**What to do**
Find how many lines in the material hold the word "when", then state that number and nothing more.

**Records**
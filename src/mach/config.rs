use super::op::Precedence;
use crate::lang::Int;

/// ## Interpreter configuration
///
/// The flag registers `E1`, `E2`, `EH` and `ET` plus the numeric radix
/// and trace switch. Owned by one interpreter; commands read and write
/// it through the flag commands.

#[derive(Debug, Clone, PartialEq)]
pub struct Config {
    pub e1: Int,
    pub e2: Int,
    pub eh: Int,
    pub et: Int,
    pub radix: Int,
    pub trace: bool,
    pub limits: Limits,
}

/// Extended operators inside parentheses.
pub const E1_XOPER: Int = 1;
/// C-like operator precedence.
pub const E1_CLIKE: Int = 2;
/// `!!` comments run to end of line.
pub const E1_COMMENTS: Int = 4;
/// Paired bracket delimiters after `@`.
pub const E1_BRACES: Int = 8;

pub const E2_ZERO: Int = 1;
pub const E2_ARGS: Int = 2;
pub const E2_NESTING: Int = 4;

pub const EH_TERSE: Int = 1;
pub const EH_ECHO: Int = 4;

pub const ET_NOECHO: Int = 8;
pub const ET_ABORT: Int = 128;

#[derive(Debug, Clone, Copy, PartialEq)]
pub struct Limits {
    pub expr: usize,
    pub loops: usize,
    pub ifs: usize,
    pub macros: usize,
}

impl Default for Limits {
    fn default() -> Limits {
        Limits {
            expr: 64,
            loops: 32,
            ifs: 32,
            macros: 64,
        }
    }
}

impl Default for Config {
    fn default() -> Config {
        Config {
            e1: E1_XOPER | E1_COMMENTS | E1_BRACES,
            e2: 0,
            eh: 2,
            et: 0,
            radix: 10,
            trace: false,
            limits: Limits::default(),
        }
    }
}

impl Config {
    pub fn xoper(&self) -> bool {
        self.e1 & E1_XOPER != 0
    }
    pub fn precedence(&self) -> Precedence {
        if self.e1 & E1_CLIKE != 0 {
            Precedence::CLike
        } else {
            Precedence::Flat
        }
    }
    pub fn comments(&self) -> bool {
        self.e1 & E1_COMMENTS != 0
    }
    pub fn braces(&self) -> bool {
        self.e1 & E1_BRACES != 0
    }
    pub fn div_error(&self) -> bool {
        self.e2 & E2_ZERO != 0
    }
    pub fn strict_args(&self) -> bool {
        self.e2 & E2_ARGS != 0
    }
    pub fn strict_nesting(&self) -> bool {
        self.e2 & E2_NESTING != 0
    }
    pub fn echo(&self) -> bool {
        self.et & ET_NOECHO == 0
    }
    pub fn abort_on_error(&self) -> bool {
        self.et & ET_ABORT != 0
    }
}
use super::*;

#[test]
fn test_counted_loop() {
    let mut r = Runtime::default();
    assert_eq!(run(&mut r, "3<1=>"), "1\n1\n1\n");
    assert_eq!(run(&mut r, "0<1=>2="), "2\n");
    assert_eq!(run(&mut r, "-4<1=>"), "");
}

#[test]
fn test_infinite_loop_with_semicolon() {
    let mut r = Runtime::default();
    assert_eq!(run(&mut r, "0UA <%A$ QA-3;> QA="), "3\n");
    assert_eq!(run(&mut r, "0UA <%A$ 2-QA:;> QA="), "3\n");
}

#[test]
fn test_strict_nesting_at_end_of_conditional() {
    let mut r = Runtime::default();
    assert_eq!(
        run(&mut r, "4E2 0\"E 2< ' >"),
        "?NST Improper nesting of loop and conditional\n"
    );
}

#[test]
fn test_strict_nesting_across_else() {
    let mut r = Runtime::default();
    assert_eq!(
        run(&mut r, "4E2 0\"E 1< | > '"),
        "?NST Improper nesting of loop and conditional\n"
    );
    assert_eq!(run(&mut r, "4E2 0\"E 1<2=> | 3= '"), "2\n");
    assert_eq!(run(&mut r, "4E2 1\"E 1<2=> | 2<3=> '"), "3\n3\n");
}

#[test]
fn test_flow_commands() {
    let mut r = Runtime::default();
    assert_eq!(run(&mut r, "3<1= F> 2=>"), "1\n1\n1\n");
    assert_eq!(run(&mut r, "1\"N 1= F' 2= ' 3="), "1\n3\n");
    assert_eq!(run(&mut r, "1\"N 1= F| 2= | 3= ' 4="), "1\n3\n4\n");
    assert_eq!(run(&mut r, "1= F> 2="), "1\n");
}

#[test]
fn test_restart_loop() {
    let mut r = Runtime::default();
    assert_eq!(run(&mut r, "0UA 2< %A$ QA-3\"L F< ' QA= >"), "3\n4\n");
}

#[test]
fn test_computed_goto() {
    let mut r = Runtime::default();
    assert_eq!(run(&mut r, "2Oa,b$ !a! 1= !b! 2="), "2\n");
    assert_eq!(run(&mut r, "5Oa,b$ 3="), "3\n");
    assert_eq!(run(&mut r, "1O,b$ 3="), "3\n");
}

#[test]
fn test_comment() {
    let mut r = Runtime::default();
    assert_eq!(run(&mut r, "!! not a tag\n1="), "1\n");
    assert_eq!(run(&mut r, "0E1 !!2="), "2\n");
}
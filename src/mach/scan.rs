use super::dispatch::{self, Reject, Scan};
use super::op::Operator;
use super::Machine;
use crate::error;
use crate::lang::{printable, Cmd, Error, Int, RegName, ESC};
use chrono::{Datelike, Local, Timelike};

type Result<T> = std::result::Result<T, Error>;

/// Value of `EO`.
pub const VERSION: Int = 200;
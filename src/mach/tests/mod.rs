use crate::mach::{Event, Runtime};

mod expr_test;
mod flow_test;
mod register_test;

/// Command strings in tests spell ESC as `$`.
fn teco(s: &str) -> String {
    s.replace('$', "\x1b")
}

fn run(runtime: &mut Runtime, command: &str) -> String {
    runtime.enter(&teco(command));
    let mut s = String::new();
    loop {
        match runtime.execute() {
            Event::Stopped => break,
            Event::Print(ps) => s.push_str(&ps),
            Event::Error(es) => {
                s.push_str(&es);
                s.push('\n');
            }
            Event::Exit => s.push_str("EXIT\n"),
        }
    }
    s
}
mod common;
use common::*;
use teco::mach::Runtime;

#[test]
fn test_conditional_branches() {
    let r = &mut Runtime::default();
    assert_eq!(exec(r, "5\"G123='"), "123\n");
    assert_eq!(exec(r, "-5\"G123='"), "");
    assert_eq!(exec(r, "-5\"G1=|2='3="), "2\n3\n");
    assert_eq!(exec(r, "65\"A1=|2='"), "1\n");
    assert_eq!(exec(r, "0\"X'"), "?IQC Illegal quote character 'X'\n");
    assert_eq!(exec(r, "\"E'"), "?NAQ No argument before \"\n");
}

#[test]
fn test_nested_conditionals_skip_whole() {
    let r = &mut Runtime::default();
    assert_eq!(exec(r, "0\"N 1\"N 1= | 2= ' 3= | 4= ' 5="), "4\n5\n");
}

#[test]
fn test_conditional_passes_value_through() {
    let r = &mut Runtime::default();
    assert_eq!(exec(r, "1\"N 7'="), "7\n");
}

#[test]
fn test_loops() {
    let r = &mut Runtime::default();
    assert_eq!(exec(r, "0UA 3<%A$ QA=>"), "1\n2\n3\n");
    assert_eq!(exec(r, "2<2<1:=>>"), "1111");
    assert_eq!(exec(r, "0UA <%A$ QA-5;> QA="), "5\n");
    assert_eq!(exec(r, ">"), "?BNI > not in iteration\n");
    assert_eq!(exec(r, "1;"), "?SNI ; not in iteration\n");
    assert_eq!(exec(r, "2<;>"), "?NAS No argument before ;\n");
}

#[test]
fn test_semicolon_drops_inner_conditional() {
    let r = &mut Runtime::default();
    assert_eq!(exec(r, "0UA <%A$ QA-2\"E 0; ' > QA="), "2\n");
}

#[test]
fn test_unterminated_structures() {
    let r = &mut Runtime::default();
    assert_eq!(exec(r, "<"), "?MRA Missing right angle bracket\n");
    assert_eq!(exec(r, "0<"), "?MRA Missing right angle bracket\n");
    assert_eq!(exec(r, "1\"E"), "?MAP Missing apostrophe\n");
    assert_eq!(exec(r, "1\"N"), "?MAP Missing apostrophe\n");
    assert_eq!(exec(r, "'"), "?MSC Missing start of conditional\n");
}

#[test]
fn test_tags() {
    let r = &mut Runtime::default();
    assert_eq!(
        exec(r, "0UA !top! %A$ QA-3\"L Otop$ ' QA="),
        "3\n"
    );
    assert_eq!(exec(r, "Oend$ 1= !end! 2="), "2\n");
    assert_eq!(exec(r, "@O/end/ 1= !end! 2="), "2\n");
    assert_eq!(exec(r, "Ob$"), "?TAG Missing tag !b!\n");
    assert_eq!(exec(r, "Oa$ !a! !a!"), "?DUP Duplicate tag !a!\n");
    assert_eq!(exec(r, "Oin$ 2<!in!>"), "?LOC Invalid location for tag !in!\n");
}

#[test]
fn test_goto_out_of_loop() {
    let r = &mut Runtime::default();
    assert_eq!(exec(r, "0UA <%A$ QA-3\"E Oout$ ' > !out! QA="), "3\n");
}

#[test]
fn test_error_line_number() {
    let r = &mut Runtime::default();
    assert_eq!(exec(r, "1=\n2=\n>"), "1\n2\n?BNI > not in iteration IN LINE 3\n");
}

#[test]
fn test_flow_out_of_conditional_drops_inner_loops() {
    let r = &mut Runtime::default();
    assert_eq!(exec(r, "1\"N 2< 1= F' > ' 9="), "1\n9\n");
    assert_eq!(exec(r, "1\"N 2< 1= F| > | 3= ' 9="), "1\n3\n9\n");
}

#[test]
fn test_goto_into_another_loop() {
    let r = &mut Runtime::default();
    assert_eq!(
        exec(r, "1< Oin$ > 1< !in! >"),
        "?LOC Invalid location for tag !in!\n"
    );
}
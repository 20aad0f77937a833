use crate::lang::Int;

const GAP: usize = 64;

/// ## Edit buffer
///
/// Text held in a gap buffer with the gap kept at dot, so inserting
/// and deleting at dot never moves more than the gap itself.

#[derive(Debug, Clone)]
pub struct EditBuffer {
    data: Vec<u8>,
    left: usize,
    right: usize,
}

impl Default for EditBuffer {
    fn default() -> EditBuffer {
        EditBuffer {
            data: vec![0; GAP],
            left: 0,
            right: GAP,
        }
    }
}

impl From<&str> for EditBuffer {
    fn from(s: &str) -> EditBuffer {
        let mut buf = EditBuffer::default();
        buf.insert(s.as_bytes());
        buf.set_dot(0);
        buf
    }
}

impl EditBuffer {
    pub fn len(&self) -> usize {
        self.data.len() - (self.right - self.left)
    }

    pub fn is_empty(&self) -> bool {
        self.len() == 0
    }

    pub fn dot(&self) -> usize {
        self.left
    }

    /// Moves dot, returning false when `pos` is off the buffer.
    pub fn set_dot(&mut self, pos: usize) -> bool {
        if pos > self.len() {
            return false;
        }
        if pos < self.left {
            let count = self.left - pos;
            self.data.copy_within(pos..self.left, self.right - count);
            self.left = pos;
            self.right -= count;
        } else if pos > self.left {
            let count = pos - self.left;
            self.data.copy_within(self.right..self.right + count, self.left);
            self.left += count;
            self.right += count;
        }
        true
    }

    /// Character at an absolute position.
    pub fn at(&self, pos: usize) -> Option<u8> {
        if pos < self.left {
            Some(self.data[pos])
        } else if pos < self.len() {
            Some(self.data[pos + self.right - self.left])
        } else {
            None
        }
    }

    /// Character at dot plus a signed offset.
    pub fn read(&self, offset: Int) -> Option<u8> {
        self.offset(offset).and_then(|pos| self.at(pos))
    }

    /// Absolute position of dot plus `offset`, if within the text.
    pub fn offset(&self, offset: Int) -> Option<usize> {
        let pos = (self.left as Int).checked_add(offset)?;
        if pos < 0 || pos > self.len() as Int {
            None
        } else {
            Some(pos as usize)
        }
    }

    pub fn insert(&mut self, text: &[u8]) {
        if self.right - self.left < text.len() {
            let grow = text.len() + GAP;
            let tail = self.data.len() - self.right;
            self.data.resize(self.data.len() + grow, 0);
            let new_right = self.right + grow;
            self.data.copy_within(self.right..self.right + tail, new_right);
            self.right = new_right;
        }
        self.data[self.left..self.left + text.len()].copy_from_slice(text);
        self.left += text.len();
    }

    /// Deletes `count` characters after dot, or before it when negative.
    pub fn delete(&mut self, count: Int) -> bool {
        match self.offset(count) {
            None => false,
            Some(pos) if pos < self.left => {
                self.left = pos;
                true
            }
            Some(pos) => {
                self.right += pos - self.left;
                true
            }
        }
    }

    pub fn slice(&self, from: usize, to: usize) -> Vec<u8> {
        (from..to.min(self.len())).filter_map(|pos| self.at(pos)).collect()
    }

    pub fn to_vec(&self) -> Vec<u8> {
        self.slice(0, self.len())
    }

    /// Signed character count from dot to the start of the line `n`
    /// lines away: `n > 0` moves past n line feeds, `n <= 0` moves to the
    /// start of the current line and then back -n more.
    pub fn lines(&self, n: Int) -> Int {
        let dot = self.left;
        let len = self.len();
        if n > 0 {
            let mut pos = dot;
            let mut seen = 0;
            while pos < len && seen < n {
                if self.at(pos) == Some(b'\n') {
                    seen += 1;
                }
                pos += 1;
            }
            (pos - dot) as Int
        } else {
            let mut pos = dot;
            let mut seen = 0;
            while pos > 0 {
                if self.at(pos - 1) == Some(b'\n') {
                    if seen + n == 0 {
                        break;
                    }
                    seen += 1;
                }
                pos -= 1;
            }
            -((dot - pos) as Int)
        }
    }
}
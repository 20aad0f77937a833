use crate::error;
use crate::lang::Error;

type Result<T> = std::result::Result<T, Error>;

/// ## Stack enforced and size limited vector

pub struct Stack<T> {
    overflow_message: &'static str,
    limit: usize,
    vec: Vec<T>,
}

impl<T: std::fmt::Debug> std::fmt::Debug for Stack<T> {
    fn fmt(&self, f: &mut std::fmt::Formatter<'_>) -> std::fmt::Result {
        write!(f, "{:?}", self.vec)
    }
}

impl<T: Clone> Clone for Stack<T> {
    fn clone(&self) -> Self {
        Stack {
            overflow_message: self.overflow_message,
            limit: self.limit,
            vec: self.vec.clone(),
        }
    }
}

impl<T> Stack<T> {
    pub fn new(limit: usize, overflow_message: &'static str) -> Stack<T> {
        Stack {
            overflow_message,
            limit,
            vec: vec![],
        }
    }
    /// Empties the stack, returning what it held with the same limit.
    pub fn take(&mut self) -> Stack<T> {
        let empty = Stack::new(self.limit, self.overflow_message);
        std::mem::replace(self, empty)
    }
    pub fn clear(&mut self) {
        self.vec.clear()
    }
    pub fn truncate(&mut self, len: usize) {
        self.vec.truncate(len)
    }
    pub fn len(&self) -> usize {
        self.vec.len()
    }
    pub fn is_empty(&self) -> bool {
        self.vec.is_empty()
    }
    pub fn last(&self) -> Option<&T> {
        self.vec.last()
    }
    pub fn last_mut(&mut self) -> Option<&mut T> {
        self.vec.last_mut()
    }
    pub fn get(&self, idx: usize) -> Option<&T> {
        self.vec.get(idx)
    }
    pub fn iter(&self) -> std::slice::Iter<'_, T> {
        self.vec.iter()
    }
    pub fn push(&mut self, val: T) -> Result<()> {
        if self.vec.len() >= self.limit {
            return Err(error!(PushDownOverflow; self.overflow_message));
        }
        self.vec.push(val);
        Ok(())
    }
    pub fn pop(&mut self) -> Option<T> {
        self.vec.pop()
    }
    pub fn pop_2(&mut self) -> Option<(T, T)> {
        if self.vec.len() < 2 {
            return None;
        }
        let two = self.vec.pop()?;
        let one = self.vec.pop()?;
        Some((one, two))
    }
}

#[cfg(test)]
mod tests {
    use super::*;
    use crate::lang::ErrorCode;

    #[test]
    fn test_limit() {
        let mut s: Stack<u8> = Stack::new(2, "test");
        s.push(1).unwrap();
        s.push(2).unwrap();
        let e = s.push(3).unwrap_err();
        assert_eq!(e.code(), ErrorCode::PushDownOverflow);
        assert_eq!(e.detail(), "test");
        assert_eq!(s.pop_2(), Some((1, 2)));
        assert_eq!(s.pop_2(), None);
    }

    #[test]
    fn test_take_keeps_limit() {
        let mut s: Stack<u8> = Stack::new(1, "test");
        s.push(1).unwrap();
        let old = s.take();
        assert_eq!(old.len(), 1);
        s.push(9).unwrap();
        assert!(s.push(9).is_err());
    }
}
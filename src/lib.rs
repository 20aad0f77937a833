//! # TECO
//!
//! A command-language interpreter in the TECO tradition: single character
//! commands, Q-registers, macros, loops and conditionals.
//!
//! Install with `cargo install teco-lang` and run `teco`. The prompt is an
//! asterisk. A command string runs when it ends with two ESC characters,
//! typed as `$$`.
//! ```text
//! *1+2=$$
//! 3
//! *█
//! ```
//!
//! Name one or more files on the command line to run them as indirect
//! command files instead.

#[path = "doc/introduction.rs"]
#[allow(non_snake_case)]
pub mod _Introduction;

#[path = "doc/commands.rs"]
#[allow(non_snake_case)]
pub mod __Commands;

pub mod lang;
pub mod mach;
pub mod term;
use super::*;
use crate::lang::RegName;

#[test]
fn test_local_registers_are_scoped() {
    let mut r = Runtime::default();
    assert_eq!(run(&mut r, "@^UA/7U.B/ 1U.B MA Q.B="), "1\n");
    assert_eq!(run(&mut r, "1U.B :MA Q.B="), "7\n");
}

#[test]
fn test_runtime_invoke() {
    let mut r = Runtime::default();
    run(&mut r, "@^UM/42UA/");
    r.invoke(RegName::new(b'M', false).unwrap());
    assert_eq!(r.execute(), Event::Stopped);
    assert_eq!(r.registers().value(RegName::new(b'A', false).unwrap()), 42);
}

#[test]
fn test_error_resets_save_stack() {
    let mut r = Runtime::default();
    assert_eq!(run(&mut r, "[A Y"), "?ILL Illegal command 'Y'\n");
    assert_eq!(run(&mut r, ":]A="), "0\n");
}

**Result for this task**
3